Dilithium acetylide
- Names: Preferred IUPAC name Lithium acetylide

Identifiers
- CAS Number: 1070-75-3;
- 3D model (JSmol): Interactive image;
- ChemSpider: 59503;
- ECHA InfoCard: 100.012.710
- EC Number: 213-980-1;
- PubChem CID: 66115;
- UNII: GZ7TQ3WG5P;

Properties
- Chemical formula: Li_{2}C_{2}
- Molar mass: 37.9034 g/mol
- Appearance: Powder
- Density: 1.3 g/cm^{3}
- Melting point: 725 K (452°C, 846°F)
- Solubility in water: Reacts
- Solubility: insoluble in organic solvents

Related compounds
- Related compounds: Tetralithiomethane; Monolithium acetylide; Monosodium acetylide; Copper(I) acetylide; Silver acetylide; Calcium carbide;

= Dilithium acetylide =

Chemical compound of lithium and carbon, an acetylide

Dilithium acetylide is an organometallic compound with the formula Li_{2}C_{2}. It is typically derived by double deprotonation of acetylene. X-ray crystallography confirms the presence of C≡C subunits attached to lithium, resulting in a polymeric structure. Li2C2 is one of an extensive range of lithium-carbon compounds, which include the lithium-rich Li4C, Li6C2, Li8C3, Li6C3, Li4C3, Li4C5, and the graphite intercalation compounds LiC6, LiC12, and LiC18. It is an intermediate compound produced during radiocarbon dating procedures.

Li2C2 is the most thermodynamically-stable lithium-rich carbide and the only one that can be obtained directly from the elements. It was first produced by Moissan, in 1896 who reacted coal with lithium carbonate.

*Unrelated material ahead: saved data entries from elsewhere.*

//! ERP push client.
//!
//! Fire-and-forget POSTs of order and shift JSON to the configured ERP
//! collaborator. Transport failures and HTTP error statuses are logged at
//! warn and dropped - an unreachable ERP must never stall the simulation.

use shopfloor_common::types::{ProductionOrder, Shift};
use std::time::Duration;
use tracing::{debug, warn};

const ERP_TIMEOUT: Duration = Duration::from_secs(10);

/// HTTP client against the ERP endpoint.
#[derive(Clone)]
pub struct ErpClient {
    order_url: String,
    shift_url: String,
    http: reqwest::Client,
}

impl ErpClient {
    /// Build the client from endpoint base and paths.
    ///
    /// Only client construction can fail; everything after is best-effort.
    pub fn new(endpoint: &str, order_path: &str, shift_path: &str) -> Result<Self, reqwest::Error> {
        let http = reqwest::Client::builder().timeout(ERP_TIMEOUT).build()?;
        Ok(Self {
            order_url: format!("{endpoint}{order_path}"),
            shift_url: format!("{endpoint}{shift_path}"),
            http,
        })
    }

    /// Push a production-order update. Never fails the caller.
    pub async fn send_order_update(&self, order: &ProductionOrder) {
        match self.http.post(&self.order_url).json(order).send().await {
            Ok(response) if response.status().is_client_error() || response.status().is_server_error() => {
                warn!(
                    status = response.status().as_u16(),
                    order_id = %order.order_id,
                    "ERP returned error status for order update"
                );
            }
            Ok(_) => {
                debug!(order_id = %order.order_id, status = ?order.status, "order update sent to ERP");
            }
            Err(err) => {
                warn!(
                    error = %err,
                    url = %self.order_url,
                    "failed to send order update (ERP endpoint may not be available)"
                );
            }
        }
    }

    /// Push a shift update. Never fails the caller.
    pub async fn send_shift_update(&self, shift: &Shift) {
        match self.http.post(&self.shift_url).json(shift).send().await {
            Ok(response) if response.status().is_client_error() || response.status().is_server_error() => {
                warn!(
                    status = response.status().as_u16(),
                    shift_id = %shift.shift_id,
                    "ERP returned error status for shift update"
                );
            }
            Ok(_) => {
                debug!(shift_id = %shift.shift_id, "shift update sent to ERP");
            }
            Err(err) => {
                warn!(
                    error = %err,
                    url = %self.shift_url,
                    "failed to send shift update (ERP endpoint may not be available)"
                );
            }
        }
    }
}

Li2CO3 + 4 C → Li2C2 + 3 CO

The other lithium-rich compounds are produced by reacting lithium vapor with chlorinated hydrocarbons, e.g. CCl4. Lithium carbide is sometimes confused with the drug lithium carbonate, Li2CO3, because of the similarity of its name.

==Preparation and reactions==
In the laboratory samples may be prepared by treating acetylene with butyl lithium:
C2H2 + 2 BuLi → Li2C2 + BuH
Instead of butyl lithium, a solution of lithium in ammonia can be used to prepare Li2C2. In this case, a transient adduct Li2C2*C2H2*2NH3 is formed. It decomposes with release of ammonia at room temperature.

Samples prepared from acetylene generally are poorly crystalline. Crystalline samples may be prepared by a reaction between molten lithium and graphite at over 1000 °C. Li2C2 can also be prepared by reacting CO2 with molten lithium.
10 Li + 2 CO2 → Li2C2 + 4 Li2O

Other method for production of Li2C2 is heating of metallic lithium in atmosphere of ethylene. Lithium hydride is a coproduction:
6 Li + C2H4 → Li2C2 + 4 LiH

Lithium carbide hydrolyzes readily to form acetylene as well as Lithium hydroxide:
Li2C2 + 2 H2O → 2 LiOH + C2H2

Lithium hydride reacts with graphite at 400°C forming lithium carbide.
2 LiH + 4 C → Li2C2 + C2H2
Dilithium acetylide reacts with acetylene in liquid ammonia rapidly to give a lithium hydrogen acetylide.

LiC≡CLi + HC≡CH → 2 LiC≡CH
Preparation of the reagent in this way sometimes improves the yield in an ethynylation over that obtained with reagent prepared from lithium and acetylene.

==Structure==
Li2C2 could be viewed as a Zintl phase. It is not a salt. It adopts a distorted anti-fluorite crystal structure, similar to that of rubidium peroxide (Rb2O2) and caesium peroxide (Cs2O2). Each lithium atom is surrounded by six carbon atoms from 4 different acetylide anions, with two acetylides co-ordinating side -on and the other two end-on. The relatively short C-C distance of 120 pm indicates the presence of a C≡C triple bond. At high temperatures Li2C2 transforms reversibly to a cubic anti-fluorite structure.

==Use in radiocarbon dating==

There are a number of procedures employed, some that burn the sample producing CO2 that is then reacted with lithium, and others where the carbon containing sample is reacted directly with lithium metal. The outcome is the same: Li2C2 is produced, which can then be used to create species easy to use in mass spectroscopy, like acetylene and benzene. Note that lithium nitride may be formed and this produces ammonia when hydrolyzed, which contaminates the acetylene gas.